** Opening Entries shown block **
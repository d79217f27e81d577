//! Cache configuration.
//!
//! ```rust,no_run
//! use audiocache_sdk::CacheConfig;
//! use std::time::Duration;
//!
//! let config = CacheConfig::default()
//!     .with_cache_dir("/var/lib/player/audio")
//!     .with_max_total_bytes(256 * 1024 * 1024)
//!     .with_remote_url("https://api.example.com")
//!     .with_sync_interval(Duration::from_secs(600));
//! ```

use std::path::{Path, PathBuf};
use std::time::Duration;

use audiocache_core::{CacheBudget, CacheError, CacheResult};

/// File name of the persisted index inside the cache directory.
pub const INDEX_FILE_NAME: &str = "audio_cache_info.json";

/// Default interval between background expiry sweeps (24 hours).
pub const DEFAULT_CLEAN_INTERVAL: Duration = Duration::from_secs(24 * 60 * 60);

const DEFAULT_CONNECT_TIMEOUT: Duration = Duration::from_secs(5);
const DEFAULT_REQUEST_TIMEOUT: Duration = Duration::from_secs(15);
const DEFAULT_DOWNLOAD_TIMEOUT: Duration = Duration::from_secs(300);

pub const ENV_CACHE_DIR: &str = "AUDIOCACHE_DIR";
pub const ENV_MAX_BYTES: &str = "AUDIOCACHE_MAX_BYTES";
pub const ENV_MAX_FILES: &str = "AUDIOCACHE_MAX_FILES";
pub const ENV_TTL_SECS: &str = "AUDIOCACHE_TTL_SECS";
pub const ENV_SYNC_INTERVAL_SECS: &str = "AUDIOCACHE_SYNC_INTERVAL_SECS";
pub const ENV_REMOTE_URL: &str = "AUDIOCACHE_REMOTE_URL";
pub const ENV_AUTH_TOKEN: &str = "AUDIOCACHE_AUTH_TOKEN";

/// Configuration for an [`AudioCacheManager`](crate::AudioCacheManager).
#[derive(Debug, Clone)]
pub struct CacheConfig {
    /// Directory holding cached files and the persisted index.
    pub cache_dir: PathBuf,
    pub budget: CacheBudget,
    /// Whether to sync with the remote authority. Only takes effect when
    /// `remote_url` is set.
    pub sync_enabled: bool,
    /// Base URL of the remote authority (e.g. `https://api.example.com/v1`).
    pub remote_url: Option<String>,
    /// Bearer token sent with remote-authority requests.
    pub auth_token: Option<String>,
    /// How often the background scheduler re-runs the expiry sweep.
    pub clean_interval: Duration,
    pub connect_timeout: Duration,
    pub request_timeout: Duration,
    pub download_timeout: Duration,
}

impl Default for CacheConfig {
    fn default() -> Self {
        Self {
            cache_dir: default_cache_dir(),
            budget: CacheBudget::default(),
            sync_enabled: true,
            remote_url: None,
            auth_token: None,
            clean_interval: DEFAULT_CLEAN_INTERVAL,
            connect_timeout: DEFAULT_CONNECT_TIMEOUT,
            request_timeout: DEFAULT_REQUEST_TIMEOUT,
            download_timeout: DEFAULT_DOWNLOAD_TIMEOUT,
        }
    }
}

impl CacheConfig {
    /// Creates a config rooted at `cache_dir` with default limits.
    pub fn new(cache_dir: impl Into<PathBuf>) -> Self {
        Self::default().with_cache_dir(cache_dir)
    }

    /// Builds a config from `AUDIOCACHE_*` environment variables, falling back
    /// to defaults for anything unset.
    pub fn from_env() -> CacheResult<Self> {
        Self::from_lookup(|name| std::env::var(name).ok())
    }

    /// Same as [`from_env`](Self::from_env) with an injectable variable source.
    pub fn from_lookup<F>(lookup: F) -> CacheResult<Self>
    where
        F: Fn(&str) -> Option<String>,
    {
        let mut config = Self::default();

        if let Some(dir) = lookup(ENV_CACHE_DIR) {
            config.cache_dir = PathBuf::from(dir);
        }
        if let Some(bytes) = parse_var::<u64>(&lookup, ENV_MAX_BYTES)? {
            config.budget.max_total_bytes = bytes;
        }
        if let Some(files) = parse_var::<usize>(&lookup, ENV_MAX_FILES)? {
            config.budget.max_entry_count = files;
        }
        if let Some(secs) = parse_var::<u64>(&lookup, ENV_TTL_SECS)? {
            config.budget.ttl = Duration::from_secs(secs);
        }
        if let Some(secs) = parse_var::<u64>(&lookup, ENV_SYNC_INTERVAL_SECS)? {
            config.budget.sync_interval = Duration::from_secs(secs);
        }
        config.remote_url = lookup(ENV_REMOTE_URL).filter(|url| !url.trim().is_empty());
        config.auth_token = lookup(ENV_AUTH_TOKEN).filter(|token| !token.is_empty());

        Ok(config)
    }

    pub fn with_cache_dir(mut self, cache_dir: impl Into<PathBuf>) -> Self {
        self.cache_dir = cache_dir.into();
        self
    }

    pub fn with_budget(mut self, budget: CacheBudget) -> Self {
        self.budget = budget;
        self
    }

    pub fn with_max_total_bytes(mut self, bytes: u64) -> Self {
        self.budget.max_total_bytes = bytes;
        self
    }

    pub fn with_max_entry_count(mut self, count: usize) -> Self {
        self.budget.max_entry_count = count;
        self
    }

    pub fn with_ttl(mut self, ttl: Duration) -> Self {
        self.budget.ttl = ttl;
        self
    }

    pub fn with_sync_interval(mut self, interval: Duration) -> Self {
        self.budget.sync_interval = interval;
        self
    }

    pub fn with_remote_url(mut self, url: impl Into<String>) -> Self {
        self.remote_url = Some(url.into());
        self
    }

    pub fn with_auth_token(mut self, token: impl Into<String>) -> Self {
        self.auth_token = Some(token.into());
        self
    }

    pub fn with_sync_enabled(mut self, enabled: bool) -> Self {
        self.sync_enabled = enabled;
        self
    }

    pub fn with_clean_interval(mut self, interval: Duration) -> Self {
        self.clean_interval = interval;
        self
    }

    pub fn with_timeouts(mut self, connect: Duration, request: Duration, download: Duration) -> Self {
        self.connect_timeout = connect;
        self.request_timeout = request;
        self.download_timeout = download;
        self
    }

    /// Path of the persisted index.
    pub fn index_path(&self) -> PathBuf {
        self.cache_dir.join(INDEX_FILE_NAME)
    }

    pub fn cache_dir(&self) -> &Path {
        &self.cache_dir
    }

    /// True when sync is enabled and there is somewhere to sync with.
    pub fn sync_active(&self) -> bool {
        self.sync_enabled && self.remote_url.is_some()
    }
}

/// Platform cache directory: `{cache_dir}/audiocache/audio`, or
/// `~/.audiocache/audio` where the platform has no cache directory.
fn default_cache_dir() -> PathBuf {
    dirs::cache_dir()
        .map(|dir| dir.join("audiocache").join("audio"))
        .or_else(|| dirs::home_dir().map(|home| home.join(".audiocache").join("audio")))
        .unwrap_or_else(|| PathBuf::from(".audiocache").join("audio"))
}

fn parse_var<T>(lookup: &impl Fn(&str) -> Option<String>, name: &str) -> CacheResult<Option<T>>
where
    T: std::str::FromStr,
    T::Err: std::fmt::Display,
{
    match lookup(name) {
        None => Ok(None),
        Some(raw) => raw
            .trim()
            .parse::<T>()
            .map(Some)
            .map_err(|e| CacheError::Config(format!("{}={:?}: {}", name, raw, e))),
    }
}
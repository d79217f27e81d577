//! Eviction engine and the shared removal primitive.
//!
//! Every removal path (explicit, eviction, expiry, remote instruction) goes
//! through [`remove_entry`], which never fails: the backing file is deleted on
//! a best-effort basis and the metadata is dropped regardless. A leaked file
//! is preferable to an index that points at nothing.

use std::fmt;

use crate::budget::CacheBudget;
use crate::entry::CacheEntry;
use crate::index::CacheIndex;
use crate::storage::StoragePrimitives;

/// Why an entry left the cache. Used for logging and reports.
#[derive(Debug, Clone, Copy, PartialEq, Eq)]
pub enum RemovalCause {
    Explicit,
    Eviction,
    Expired,
    Remote,
    Replaced,
    Cleared,
}

impl fmt::Display for RemovalCause {
    fn fmt(&self, f: &mut fmt::Formatter<'_>) -> fmt::Result {
        let name = match self {
            RemovalCause::Explicit => "explicit",
            RemovalCause::Eviction => "eviction",
            RemovalCause::Expired => "expired",
            RemovalCause::Remote => "remote",
            RemovalCause::Replaced => "replaced",
            RemovalCause::Cleared => "cleared",
        };
        f.write_str(name)
    }
}

/// Removes `key` from the cache: deletes its file (best-effort), then drops
/// the metadata and subtracts its size.
///
/// Returns the removed entry, or `None` if the key was not present. This
/// function has no error path by contract; delete failures are logged.
pub fn remove_entry(
    index: &mut CacheIndex,
    storage: &dyn StoragePrimitives,
    key: &str,
    cause: RemovalCause,
) -> Option<CacheEntry> {
    let path = index.get(key)?.storage_path.clone();

    if let Err(err) = storage.delete(&path) {
        log::warn!(
            "Failed to delete cached file {} ({}): {}",
            path.display(),
            cause,
            err
        );
    }

    let removed = index.remove(key)?;
    log::debug!(
        "Removed '{}' from cache ({}, {} bytes)",
        key,
        cause,
        removed.size_bytes
    );
    Some(removed)
}

/// Outcome of an [`ensure_space`] pass.
#[derive(Debug, Clone, Default, PartialEq, Eq)]
pub struct EvictionReport {
    /// Keys evicted, in eviction order.
    pub evicted: Vec<String>,
    pub freed_bytes: u64,
}

impl EvictionReport {
    pub fn is_empty(&self) -> bool {
        self.evicted.is_empty()
    }
}

/// True while admitting `required` more bytes (and one more entry) would
/// break the budget.
pub fn needs_eviction(index: &CacheIndex, budget: &CacheBudget, required: u64) -> bool {
    index.total_size_bytes().saturating_add(required) > budget.max_total_bytes
        || index.len() >= budget.max_entry_count
}

/// Evicts lowest-value entries until `required` bytes and one entry slot fit
/// within `budget`, or the cache is empty.
///
/// When the cache empties before the request fits, the loop stops and the
/// admission proceeds over budget (soft limit).
pub fn ensure_space(
    index: &mut CacheIndex,
    storage: &dyn StoragePrimitives,
    budget: &CacheBudget,
    required: u64,
) -> EvictionReport {
    let mut report = EvictionReport::default();

    while needs_eviction(index, budget, required) {
        let Some(victim) = index.eviction_candidate().map(str::to_owned) else {
            log::debug!(
                "Cache empty, admitting {} bytes over a {} byte budget",
                required,
                budget.max_total_bytes
            );
            break;
        };

        match remove_entry(index, storage, &victim, RemovalCause::Eviction) {
            Some(entry) => {
                report.freed_bytes = report.freed_bytes.saturating_add(entry.size_bytes);
                report.evicted.push(victim);
            }
            None => break,
        }
    }

    if !report.is_empty() {
        log::info!(
            "Evicted {} entries ({} bytes) to admit {} bytes",
            report.evicted.len(),
            report.freed_bytes,
            required
        );
    }

    report
}
#[cfg(test)]
mod tests {
    use super::*;
    use audiocache_core::Priority;
    use serde_json::json;

    fn authority(base: &str) -> HttpRemoteAuthority {
        HttpRemoteAuthority::new(base, None, Duration::from_secs(1), Duration::from_secs(1))
            .unwrap()
    }

    #[test]
    fn test_endpoint_keeps_base_path() {
        let remote = authority("https://api.example.com/v1");
        assert_eq!(
            remote.endpoint(SYNC_MANIFEST_PATH).unwrap().as_str(),
            "https://api.example.com/v1/cache/sync-manifest"
        );

        let remote = authority("https://api.example.com/");
        assert_eq!(
            remote.endpoint(VALIDATE_INTEGRITY_PATH).unwrap().as_str(),
            "https://api.example.com/cache/validate-integrity"
        );
    }

    #[test]
    fn test_invalid_base_url_is_config_error() {
        let result = HttpRemoteAuthority::new(
            "not a url",
            None,
            Duration::from_secs(1),
            Duration::from_secs(1),
        );
        assert!(matches!(result, Err(CacheError::Config(_))));
    }

    #[test]
    fn test_manifest_request_shape() {
        let mut index = CacheIndex::new(5);
        index.insert(
            "k.mp3",
            CacheEntry::admitted("https://a/k.mp3", "/c/audio_cache_k.mp3", 10, Priority::DEFAULT, 1),
        );
        let info = ClientCacheInfo::from_index(&index, 100, 50);
        let body = serde_json::to_value(CacheRequest {
            cache_type: CACHE_TYPE_AUDIO,
            client_cache_info: &info,
        })
        .unwrap();

        assert_eq!(body["cache_type"], "audio");
        let info = &body["client_cache_info"];
        assert_eq!(info["totalSize"], 10);
        assert_eq!(info["lastCleanTime"], 5);
        assert_eq!(info["maxSize"], 100);
        assert_eq!(info["maxFiles"], 50);
        assert_eq!(info["files"]["k.mp3"]["size"], 10);
        assert_eq!(info["files"]["k.mp3"]["filePath"], "/c/audio_cache_k.mp3");
    }

    #[test]
    fn test_manifest_response_parses_known_and_unknown_actions() {
        let envelope: Envelope<SyncManifest> = serde_json::from_value(json!({
            "success": true,
            "data": {
                "actions": [
                    {"file_key": "a", "action": "remove", "reason": "deleted upstream"},
                    {"file_key": "b", "action": "transcode"}
                ],
                "server_recommendations": [
                    {"file_key": "c", "action": "consider_remove", "priority": "high", "days_since_access": 20}
                ]
            }
        }))
        .unwrap();

        let manifest = envelope.into_data(SYNC_MANIFEST_PATH).unwrap();
        assert_eq!(manifest.actions[0].kind(), Some(SyncActionKind::Remove));
        assert_eq!(manifest.actions[1].kind(), None);
        let rec = &manifest.server_recommendations[0];
        assert!(rec.is_high_priority());
        assert_eq!(rec.days_since_access, Some(20.0));
    }

    #[test]
    fn test_malformed_entries_do_not_sink_the_manifest() {
        let manifest: SyncManifest = serde_json::from_value(json!({
            "actions": [
                {"file_key": "k", "action": "remove"},
                {"file_key": "j", "action": "consider_remove", "days_since_access": 15.5},
                {"action": "remove"},
                "garbage"
            ],
            "server_recommendations": [
                {"action": "increase_cache_size", "priority": "low"},
                {"file_key": "h", "action": "remove", "priority": "high"}
            ]
        }))
        .unwrap();

        let keys: Vec<_> = manifest.actions.iter().map(|a| a.file_key.as_str()).collect();
        assert_eq!(keys, vec!["k", "j"]);
        assert_eq!(manifest.actions[1].days_since_access, Some(15.5));
        assert_eq!(manifest.server_recommendations.len(), 1);
        assert!(manifest.server_recommendations[0].is_high_priority());

        assert_eq!(manifest.malformed.len(), 3);
        assert_eq!(manifest.malformed[1], json!("garbage"));
        assert_eq!(manifest.malformed[2]["action"], "increase_cache_size");
    }

    #[test]
    fn test_missing_lists_default_to_empty() {
        let manifest: SyncManifest = serde_json::from_value(json!({})).unwrap();
        assert!(manifest.actions.is_empty());
        assert!(manifest.server_recommendations.is_empty());
    }

    #[test]
    fn test_unsuccessful_envelope_is_rejected() {
        let envelope: Envelope<SyncManifest> =
            serde_json::from_value(json!({"success": false, "error": "unauthorized"})).unwrap();
        let err = envelope.into_data(SYNC_MANIFEST_PATH).unwrap_err();
        assert!(matches!(
            err.downcast_ref::<SyncError>(),
            Some(SyncError::Rejected(msg)) if msg.contains("unauthorized")
        ));
    }

    #[test]
    fn test_numeric_priority_is_not_high() {
        let action: SyncAction =
            serde_json::from_value(json!({"file_key": "x", "action": "remove", "priority": 3}))
                .unwrap();
        assert!(!action.is_high_priority());
    }

    #[test]
    fn test_integrity_report_rebuild_recommendation() {
        let report: IntegrityReport = serde_json::from_value(json!({
            "is_valid": false,
            "issues": [{"type": "size_mismatch"}],
            "recommendations": [{"action": "rebuild_cache_metadata", "reason": "drift"}]
        }))
        .unwrap();
        assert!(report.recommends_rebuild());
        assert_eq!(report.recommendations[0].details["reason"], "drift");
    }
}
** Closing Entries shown block **
Which lines above include the word "SyncManifest"? Pick them out and copy them.

_Answer space_.
        let envelope: Envelope<SyncManifest> = serde_json::from_value(json!({
        let manifest: SyncManifest = serde_json::from_value(json!({
        let manifest: SyncManifest = serde_json::from_value(json!({})).unwrap();
        let envelope: Envelope<SyncManifest> =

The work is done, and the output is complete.